[[ AVAILABLE DATA, beginning ]]
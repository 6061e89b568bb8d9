//! Loop runtime - unidirectional state management
//!
//! A loop owns a model and a pure update function. Events go in one at a
//! time, every new model is published to observers, and the effects the
//! update asks for are routed to exactly one handler each. Handlers feed
//! their results back in as events.
//!
//! ```no_run
//! use loop_runtime::effect::EffectRouter;
//! use loop_runtime::runtime::loop_builder;
//! use loop_runtime::state_machine::Next;
//!
//! #[derive(Debug, Clone, PartialEq)]
//! enum Effect {
//!     Log(i64),
//! }
//!
//! let effects = EffectRouter::new()
//!     .route_effects(|effect: &Effect| match effect {
//!         Effect::Log(n) => Some(*n),
//!     })
//!     .to_side_effect(|n| println!("model is {n}"))
//!     .as_connectable();
//!
//! let event_loop = loop_builder(
//!     |model: &i64, delta: &i64| Next::next_with(model + delta, [Effect::Log(model + delta)]),
//!     effects,
//! )
//! .start(0)
//! .unwrap();
//!
//! event_loop.dispatch_event(2);
//! assert_eq!(event_loop.model(), 2);
//! ```

pub mod config;
pub mod connectable;
pub mod disposable;
pub mod effect;
pub mod error;
pub mod event_source;
pub mod runner;
pub mod runtime;
pub mod state_machine;

#[cfg(test)]
mod testing;

pub use config::RuntimeConfig;
pub use connectable::{Connectable, Connection, Consumer};
pub use effect::{EffectCallback, EffectHandler, EffectRouter};
pub use error::{ErrorHook, LoopError};
pub use event_source::EventSource;
pub use runtime::{loop_builder, Loop, LoopBuilder, LoopController};
pub use state_machine::{First, Next};
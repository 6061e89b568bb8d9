//! Error taxonomy and the injectable fatal-error hook

use std::fmt;
use std::panic::Location;
use std::sync::Arc;
use thiserror::Error;

/// Configuration and discipline errors raised by the runtime.
///
/// None of these are recoverable runtime conditions: each one signals a
/// programming error in how the loop, its routes, or its connectables
/// were wired together.
#[derive(Debug, Clone, PartialEq, Eq, Error)]
pub enum LoopError {
    #[error("{matches} handlers found for effect {effect} (routes: {routes:?})")]
    Routing {
        matches: usize,
        effect: String,
        /// Registration indices of the routes that matched
        routes: Vec<usize>,
    },
    #[error("Connectable is already connected; dispose the previous connection first")]
    AlreadyConnected,
    #[error("accept() called on a disposed connection")]
    UseAfterDispose,
    #[error("Loop is already running")]
    AlreadyRunning,
    #[error("Loop is not running")]
    NotRunning,
    #[error("A view is already connected")]
    ViewAlreadyConnected,
    #[error("No view is connected")]
    NoViewConnected,
    #[error("Cannot connect or disconnect a view while the loop is running")]
    ViewChangeWhileRunning,
}

impl LoopError {
    pub fn routing(matches: usize, effect: &impl fmt::Debug, routes: Vec<usize>) -> Self {
        Self::Routing {
            matches,
            effect: format!("{effect:?}"),
            routes,
        }
    }
}

type HookFn = dyn Fn(LoopError, &'static Location<'static>) + Send + Sync;

/// Receiver for fatal errors found on paths that cannot return a `Result`.
///
/// Threaded explicitly into routers and connectables. The default aborts
/// the process; tests install a recording hook instead.
#[derive(Clone)]
pub struct ErrorHook {
    handler: Arc<HookFn>,
}

impl ErrorHook {
    pub fn new(handler: impl Fn(LoopError, &'static Location<'static>) + Send + Sync + 'static) -> Self {
        Self {
            handler: Arc::new(handler),
        }
    }

    /// Fail fast: log and abort the process.
    pub fn aborting() -> Self {
        Self::new(|error, location| {
            tracing::error!(error = %error, %location, "Fatal loop error, aborting");
            eprintln!("fatal loop error: {error} ({location})");
            std::process::abort();
        })
    }

    /// Fail soft: log and continue.
    pub fn logging() -> Self {
        Self::new(|error, location| {
            tracing::error!(error = %error, %location, "Loop error");
        })
    }

    #[track_caller]
    pub fn report(&self, error: LoopError) {
        (self.handler)(error, Location::caller());
    }
}

impl Default for ErrorHook {
    fn default() -> Self {
        Self::aborting()
    }
}

impl fmt::Debug for ErrorHook {
    fn fmt(&self, f: &mut fmt::Formatter<'_>) -> fmt::Result {
        f.debug_struct("ErrorHook").finish_non_exhaustive()
    }
}

#[cfg(test)]
mod tests {
    use super::*;
    use std::sync::Mutex;

    #[test]
    fn test_routing_message_reports_match_count() {
        let err = LoopError::routing(2, &"A", vec![0, 1]);
        assert!(err.to_string().starts_with("2 handlers found for effect \"A\""));

        let err = LoopError::routing(0, &3, vec![]);
        assert!(err.to_string().starts_with("0 handlers found for effect 3"));
    }

    #[test]
    fn test_custom_hook_receives_error_and_location() {
        let seen = Arc::new(Mutex::new(Vec::new()));
        let sink = seen.clone();
        let hook = ErrorHook::new(move |error, location| {
            sink.lock().unwrap().push((error, location.file()));
        });

        hook.report(LoopError::UseAfterDispose);

        let seen = seen.lock().unwrap();
        assert_eq!(seen.len(), 1);
        assert_eq!(seen[0].0, LoopError::UseAfterDispose);
        assert!(seen[0].1.ends_with("error.rs"));
    }

    #[test]
    fn test_logging_hook_does_not_panic() {
        ErrorHook::logging().report(LoopError::NotRunning);
    }
}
[[ AVAILABLE DATA, end ]]
Each and every record above needs writing out exactly.

repository 6061e89b568bb8d9
//! Loop runtime - unidirectional state management
//!
//! A loop owns a model and a pure update function. Events go in one at a
//! time, every new model is published to observers, and the effects the
//! update asks for are routed to exactly one handler each. Handlers feed
//! their results back in as events.
//!
//! ```no_run
//! use loop_runtime::effect::EffectRouter;
//! use loop_runtime::runtime::loop_builder;
//! use loop_runtime::state_machine::Next;
//!
//! #[derive(Debug, Clone, PartialEq)]
//! enum Effect {
//!     Log(i64),
//! }
//!
//! let effects = EffectRouter::new()
//!     .route_effects(|effect: &Effect| match effect {
//!         Effect::Log(n) => Some(*n),
//!     })
//!     .to_side_effect(|n| println!("model is {n}"))
//!     .as_connectable();
//!
//! let event_loop = loop_builder(
//!     |model: &i64, delta: &i64| Next::next_with(model + delta, [Effect::Log(model + delta)]),
//!     effects,
//! )
//! .start(0)
//! .unwrap();
//!
//! event_loop.dispatch_event(2);
//! assert_eq!(event_loop.model(), 2);
//! ```

pub mod config;
pub mod connectable;
pub mod disposable;
pub mod effect;
pub mod error;
pub mod event_source;
pub mod runner;
pub mod runtime;
pub mod state_machine;

#[cfg(test)]
mod testing;

pub use config::RuntimeConfig;
pub use connectable::{Connectable, Connection, Consumer};
pub use effect::{EffectCallback, EffectHandler, EffectRouter};
pub use error::{ErrorHook, LoopError};
pub use event_source::EventSource;
pub use runtime::{loop_builder, Loop, LoopBuilder, LoopController};
pub use state_machine::{First, Next};
repository 6061e89b568bb8d9
//! Error taxonomy and the injectable fatal-error hook

use std::fmt;
use std::panic::Location;
use std::sync::Arc;
use thiserror::Error;

/// Configuration and discipline errors raised by the runtime.
///
/// None of these are recoverable runtime conditions: each one signals a
/// programming error in how the loop, its routes, or its connectables
/// were wired together.
#[derive(Debug, Clone, PartialEq, Eq, Error)]
pub enum LoopError {
    #[error("{matches} handlers found for effect {effect} (routes: {routes:?})")]
    Routing {
        matches: usize,
        effect: String,
        /// Registration indices of the routes that matched
        routes: Vec<usize>,
    },
    #[error("Connectable is already connected; dispose the previous connection first")]
    AlreadyConnected,
    #[error("accept() called on a disposed connection")]
    UseAfterDispose,
    #[error("Loop is already running")]
    AlreadyRunning,
    #[error("Loop is not running")]
    NotRunning,
    #[error("A view is already connected")]
    ViewAlreadyConnected,
    #[error("No view is connected")]
    NoViewConnected,
    #[error("Cannot connect or disconnect a view while the loop is running")]
    ViewChangeWhileRunning,
}

impl LoopError {
    pub fn routing(matches: usize, effect: &impl fmt::Debug, routes: Vec<usize>) -> Self {
        Self::Routing {
            matches,
            effect: format!("{effect:?}"),
            routes,
        }
    }
}

type HookFn = dyn Fn(LoopError, &'static Location<'static>) + Send + Sync;

/// Receiver for fatal errors found on paths that cannot return a `Result`.
///
/// Threaded explicitly into routers and connectables. The default aborts
/// the process; tests install a recording hook instead.
#[derive(Clone)]
pub struct ErrorHook {
    handler: Arc<HookFn>,
}

impl ErrorHook {
    pub fn new(handler: impl Fn(LoopError, &'static Location<'static>) + Send + Sync + 'static) -> Self {
        Self {
            handler: Arc::new(handler),
        }
    }

    /// Fail fast: log and abort the process.
    pub fn aborting() -> Self {
        Self::new(|error, location| {
            tracing::error!(error = %error, %location, "Fatal loop error, aborting");
            eprintln!("fatal loop error: {error} ({location})");
            std::process::abort();
        })
    }

    /// Fail soft: log and continue.
    pub fn logging() -> Self {
        Self::new(|error, location| {
            tracing::error!(error = %error, %location, "Loop error");
        })
    }

    #[track_caller]
    pub fn report(&self, error: LoopError) {
        (self.handler)(error, Location::caller());
    }
}

impl Default for ErrorHook {
    fn default() -> Self {
        Self::aborting()
    }
}

impl fmt::Debug for ErrorHook {
    fn fmt(&self, f: &mut fmt::Formatter<'_>) -> fmt::Result {
        f.debug_struct("ErrorHook").finish_non_exhaustive()
    }
}

#[cfg(test)]
mod tests {
    use super::*;
    use std::sync::Mutex;

    #[test]
    fn test_routing_message_reports_match_count() {
        let err = LoopError::routing(2, &"A", vec![0, 1]);
        assert!(err.to_string().starts_with("2 handlers found for effect \"A\""));

        let err = LoopError::routing(0, &3, vec![]);
        assert!(err.to_string().starts_with("0 handlers found for effect 3"));
    }

    #[test]
    fn test_custom_hook_receives_error_and_location() {
        let seen = Arc::new(Mutex::new(Vec::new()));
        let sink = seen.clone();
        let hook = ErrorHook::new(move |error, location| {
            sink.lock().unwrap().push((error, location.file()));
        });

        hook.report(LoopError::UseAfterDispose);

        let seen = seen.lock().unwrap();
        assert_eq!(seen.len(), 1);
        assert_eq!(seen[0].0, LoopError::UseAfterDispose);
        assert!(seen[0].1.ends_with("error.rs"));
    }

    #[test]
    fn test_logging_hook_does_not_panic() {
        ErrorHook::logging().report(LoopError::NotRunning);
    }
}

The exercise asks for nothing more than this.